- [What to work on]
Below are some records; output exactly the lines from the line with "pub mod skill;" to the line with "The SDK inserts", both ends kept, and nothing more.

Collected data entries:
:::

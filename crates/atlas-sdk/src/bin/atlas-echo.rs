//! Echo skill: answers every `echo` intent with the message slot it got.
//!
//! Mostly a wiring demonstration: config file, CLI overrides, one intent
//! handler, foreground run.

use std::io::{self, Write};

use anyhow::Result;
use clap::Parser;
use log::warn;
use serde_json::Value;

use atlas_sdk::bus::handlers::JsonPayload;
use atlas_sdk::cli::BrokerArgs;
use atlas_sdk::protocol::SkillDescriptor;
use atlas_sdk::{EventBus, Skill};

#[derive(Debug, Parser)]
#[command(author, version, about = "Atlas echo skill")]
struct Cli {
    #[command(flatten)]
    broker: BrokerArgs,
}

fn main() {
    if let Err(err) = try_main() {
        let _ = writeln!(io::stderr(), "{err:?}");
        std::process::exit(1);
    }
}

#[tokio::main]
async fn try_main() -> Result<()> {
    env_logger::Builder::from_env(env_logger::Env::default().default_filter_or("info")).init();

    let cli = Cli::parse();
    let config = cli.broker.load_config()?;

    let descriptor = config.skill.clone().unwrap_or_else(|| {
        let mut descriptor = SkillDescriptor::new("echo", env!("CARGO_PKG_VERSION"));
        descriptor.declare_intent("echo", Some(vec!["message".to_string()]));
        descriptor
    });

    let skill = Skill::new(EventBus::from_config(&config.messaging), descriptor);

    let adapter = skill.adapter();
    skill.handle("echo", move |message| {
        let Some(conversation_id) = message.conversation_id() else {
            warn!("echo intent without a conversation id, dropping");
            return;
        };
        let text = message.slot_str("message").unwrap_or("nothing to echo");

        let mut payload = JsonPayload::new();
        payload.insert("text".to_string(), Value::String(text.to_string()));
        adapter.answer(conversation_id, payload);
    });

    skill.run().await?;
    Ok(())
}
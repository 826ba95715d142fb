//! Canonical wire vocabulary for the atlas dialog protocol.
//!
//! Everything a participant puts on the wire is defined here: the topic name
//! table and its addressed-topic builders, the payload key constants, the
//! discovery descriptors and the conversation-correlation envelope. The crate
//! is pure data (no I/O, no transport assumptions) so both skills and
//! channels (and the server itself) can share one vocabulary.

pub mod descriptor;
pub mod envelope;
pub mod keys;
pub mod topics;

pub use descriptor::SkillDescriptor;
//! Payload key constants shared by every atlas component, so message fields
//! never live as magic strings at call sites.
//!
//! Keys prefixed with `__` are correlation metadata merged into structured
//! payloads by the SDK itself; plain keys are regular payload fields.

// Correlation metadata keys

pub const SESSION_ID: &str = "__sid";
pub const CONVERSATION_ID: &str = "__cid";
pub const USER_ID: &str = "__uid";
pub const LANG: &str = "__lang";
pub const SERVER_VERSION: &str = "__version";
pub const SETTINGS: &str = "__env";

// Plain payload keys

pub const UID: &str = "uid";
pub const PLAIN_LANG: &str = "lang";
pub const STARTED_AT: &str = "started_at";
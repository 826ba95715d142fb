//! Decoded intent payloads.

use serde_json::Value;

use atlas_protocol::keys;

use crate::bus::handlers::JsonPayload;

/// A recognized intent as delivered to a skill handler.
///
/// Wraps the decoded payload with accessors for the correlation metadata the
/// server merges in, the extracted slots, and the per-message settings.
#[derive(Debug, Clone)]
pub struct IntentMessage {
    data: JsonPayload,
}

impl IntentMessage {
    pub fn new(data: JsonPayload) -> Self {
        Self { data }
    }

    pub fn session_id(&self) -> Option<&str> {
        self.str_field(keys::SESSION_ID)
    }

    /// Conversation id to echo back in `ask`/`answer`/`end` replies.
    pub fn conversation_id(&self) -> Option<&str> {
        self.str_field(keys::CONVERSATION_ID)
    }

    pub fn user_id(&self) -> Option<&str> {
        self.str_field(keys::USER_ID)
    }

    /// Language tag of the conversation.
    pub fn lang(&self) -> Option<&str> {
        self.str_field(keys::LANG)
    }

    pub fn server_version(&self) -> Option<&str> {
        self.str_field(keys::SERVER_VERSION)
    }

    /// Value of a slot extracted by the server, if present.
    pub fn slot(&self, name: &str) -> Option<&Value> {
        self.data.get(name)
    }

    /// String value of a slot, if present and a string.
    pub fn slot_str(&self, name: &str) -> Option<&str> {
        self.slot(name).and_then(Value::as_str)
    }

    /// Per-message setting value, delivered under the settings key.
    pub fn setting(&self, name: &str) -> Option<&Value> {
        self.data.get(keys::SETTINGS)?.get(name)
    }

    /// The whole decoded payload.
    pub fn data(&self) -> &JsonPayload {
        &self.data
    }

    fn str_field(&self, key: &str) -> Option<&str> {
        self.data.get(key).and_then(Value::as_str)
    }
}
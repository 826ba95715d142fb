//! Publish/subscribe dispatch core.
//!
//! This module implements the in-process side of the protocol:
//!
//! - `hub`: the [`EventBus`]: topic registry, ordered handler dispatch,
//!   lifecycle-topic semantics and reference-counted start/stop for shared
//!   connections.
//! - `handlers`: payload decoding modes wrapped as dispatchable handlers.
//!
//! The bus is transport independent; see [`crate::transport`] for the
//! concrete ways it reaches a broker.

pub mod handlers;
mod hub;

pub use hub::{
    CONNECTED_TOPIC, DISCONNECTED_TOPIC, EventBus, HandlerId, Inbound, is_lifecycle,
};
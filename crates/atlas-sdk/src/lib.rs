//! Client SDK for the atlas dialog protocol.
//!
//! Skills and channels are independent processes talking to an atlas server
//! through a message broker. This crate gives them the pieces they need and
//! nothing more:
//!
//! - [`bus`]: the in-process event bus: topic registry, ordered dispatch,
//!   local lifecycle signals, reference-counted start/stop for shared
//!   connections.
//! - [`transport`]: how the bus reaches the broker (`mqtt`) or stays
//!   in-process (`loopback`).
//! - [`adapters`]: the two protocol state machines. A skill answers
//!   discovery pings and handles intents; a channel owns a remote session
//!   and relays dialog events.
//! - [`skill`] / [`channel`]: high-level participants with config loading
//!   and a foreground run loop.
//!
//! The wire vocabulary (topics, payload keys, descriptors, envelopes) lives
//! in [`atlas_protocol`], re-exported here as [`protocol`].

pub mod adapters;
pub mod bus;
pub mod channel;
pub mod cli;
pub mod config;
pub mod error;
pub mod message;
pub mod skill;
pub mod transport;

mod shutdown;
mod sync;

pub use atlas_protocol as protocol;

pub use bus::EventBus;
pub use channel::{Channel, ChannelBuilder};
pub use config::{BrokerConfig, ChannelConfig, MessagingConfig, SdkConfig};
pub use error::{SdkError, SdkResult};
pub use message::IntentMessage;
pub use skill::Skill;
//! Shutdown signal handling for foreground runs.

use log::{info, warn};

/// Block until the process receives an interrupt signal.
///
/// Never fails: if signal registration is unavailable the wait degrades to
/// an immediate return so callers still tear down cleanly.
pub(crate) async fn wait_for_signal() {
    match tokio::signal::ctrl_c().await {
        Ok(()) => info!("interrupt received, shutting down"),
        Err(err) => warn!("could not wait for the interrupt signal: {err}"),
    }
}
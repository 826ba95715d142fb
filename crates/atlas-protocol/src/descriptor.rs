//! Discovery descriptors.
//!
//! A skill announces itself by publishing its descriptor on the discovery
//! pong topic; the server broadcasts pings that may carry its own process
//! start time. Both sides of that exchange are defined here.

use std::collections::BTreeMap;

use chrono::{DateTime, Utc};
use serde::{Deserialize, Serialize};
use serde_json::Value;

/// Everything a skill tells the server about itself.
///
/// Serialized as-is onto the discovery pong topic: intents flatten to a
/// name → slot-name-list map (`null` slots for intents declared without
/// parameters), settings to a plain list of setting names.
#[derive(Debug, Clone, PartialEq, Serialize, Deserialize)]
pub struct SkillDescriptor {
    /// Skill name, shown by the server in discovery listings.
    pub name: String,

    /// Skill version string.
    pub version: String,

    #[serde(default, skip_serializing_if = "Option::is_none")]
    pub author: Option<String>,

    #[serde(default, skip_serializing_if = "Option::is_none")]
    pub description: Option<String>,

    /// Intent name → slot names needed by that intent.
    ///
    /// `None` means the intent takes no declared slots. The SDK inserts
    /// missing entries here when a handler is registered for an intent the
    /// descriptor never declared.
    #[serde(default)]
    pub intents: BTreeMap<String, Option<Vec<String>>>,

    /// Names of configuration settings this skill reads.
    #[serde(default, skip_serializing_if = "Vec::is_empty")]
    pub settings: Vec<String>,
}

impl SkillDescriptor {
    pub fn new(name: impl Into<String>, version: impl Into<String>) -> Self {
        Self {
            name: name.into(),
            version: version.into(),
            author: None,
            description: None,
            intents: BTreeMap::new(),
            settings: Vec::new(),
        }
    }

    /// Declare an intent and the slots it needs.
    pub fn declare_intent(&mut self, name: impl Into<String>, slots: Option<Vec<String>>) {
        self.intents.insert(name.into(), slots);
    }

    /// Serialize the descriptor into a discovery pong payload.
    ///
    /// Produced fresh on every pong; the descriptor is never cached on the
    /// wire side, so late intent registrations show up in the next announce.
    pub fn to_pong_payload(&self) -> Vec<u8> {
        // A struct-to-value conversion cannot fail here: every field is
        // string/list/map shaped.
        serde_json::to_vec(self).expect("descriptor serializes to JSON")
    }
}

/// Discovery ping payload broadcast by the server.
#[derive(Debug, Clone, Default, Serialize, Deserialize)]
pub struct DiscoveryPing {
    /// Server process start time. Absent on older servers; channels use it
    /// to detect a restart and re-announce themselves.
    #[serde(default, skip_serializing_if = "Option::is_none")]
    pub started_at: Option<DateTime<Utc>>,
}

impl DiscoveryPing {
    /// Read the server start time out of an already-decoded ping payload.
    ///
    /// Returns `None` when the field is missing or not a valid RFC 3339
    /// timestamp; both are tolerated, not errors.
    pub fn started_at_from(data: &serde_json::Map<String, Value>) -> Option<DateTime<Utc>> {
        data.get(crate::keys::STARTED_AT)
            .and_then(Value::as_str)
            .and_then(|raw| DateTime::parse_from_rfc3339(raw).ok())
            .map(|ts| ts.with_timezone(&Utc))
    }
}

#[cfg(test)]
mod tests {
    use super::*;

    #[test]
    fn descriptor_intents_roundtrip_through_pong_payload() {
        let mut descriptor = SkillDescriptor::new("echo", "1.0.0");
        descriptor.declare_intent("echo", Some(vec!["message".to_string()]));
        descriptor.declare_intent("quit", None);

        let payload = descriptor.to_pong_payload();
        let parsed: SkillDescriptor = serde_json::from_slice(&payload).unwrap();

        assert_eq!(parsed.intents, descriptor.intents);
        assert_eq!(
            parsed.intents.get("echo"),
            Some(&Some(vec!["message".to_string()]))
        );
        assert_eq!(parsed.intents.get("quit"), Some(&None));
    }

    #[test]
    fn ping_started_at_tolerates_missing_and_garbage() {
        let mut data = serde_json::Map::new();
        assert!(DiscoveryPing::started_at_from(&data).is_none());

        data.insert(
            crate::keys::STARTED_AT.to_string(),
            Value::String("not a timestamp".to_string()),
        );
        assert!(DiscoveryPing::started_at_from(&data).is_none());

        data.insert(
            crate::keys::STARTED_AT.to_string(),
            Value::String("2026-08-06T12:00:00Z".to_string()),
        );
        assert!(DiscoveryPing::started_at_from(&data).is_some());
    }
}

:::

- [Reply to the exercise]
pub mod skill;
pub mod transport;

mod shutdown;
mod sync;

pub use atlas_protocol as protocol;

pub use bus::EventBus;
pub use channel::{Channel, ChannelBuilder};
pub use config::{BrokerConfig, ChannelConfig, MessagingConfig, SdkConfig};
pub use error::{SdkError, SdkResult};
pub use message::IntentMessage;
pub use skill::Skill;
//! Shutdown signal handling for foreground runs.

use log::{info, warn};

/// Block until the process receives an interrupt signal.
///
/// Never fails: if signal registration is unavailable the wait degrades to
/// an immediate return so callers still tear down cleanly.
pub(crate) async fn wait_for_signal() {
    match tokio::signal::ctrl_c().await {
        Ok(()) => info!("interrupt received, shutting down"),
        Err(err) => warn!("could not wait for the interrupt signal: {err}"),
    }
}
repository 826ba95715d142fb
filename crates/atlas-protocol/src/descriptor.rs
//! Discovery descriptors.
//!
//! A skill announces itself by publishing its descriptor on the discovery
//! pong topic; the server broadcasts pings that may carry its own process
//! start time. Both sides of that exchange are defined here.

use std::collections::BTreeMap;

use chrono::{DateTime, Utc};
use serde::{Deserialize, Serialize};
use serde_json::Value;

/// Everything a skill tells the server about itself.
///
/// Serialized as-is onto the discovery pong topic: intents flatten to a
/// name → slot-name-list map (`null` slots for intents declared without
/// parameters), settings to a plain list of setting names.
#[derive(Debug, Clone, PartialEq, Serialize, Deserialize)]
pub struct SkillDescriptor {
    /// Skill name, shown by the server in discovery listings.
    pub name: String,

    /// Skill version string.
    pub version: String,

    #[serde(default, skip_serializing_if = "Option::is_none")]
    pub author: Option<String>,

    #[serde(default, skip_serializing_if = "Option::is_none")]
    pub description: Option<String>,

    /// Intent name → slot names needed by that intent.
    ///
    /// `None` means the intent takes no declared slots. The SDK inserts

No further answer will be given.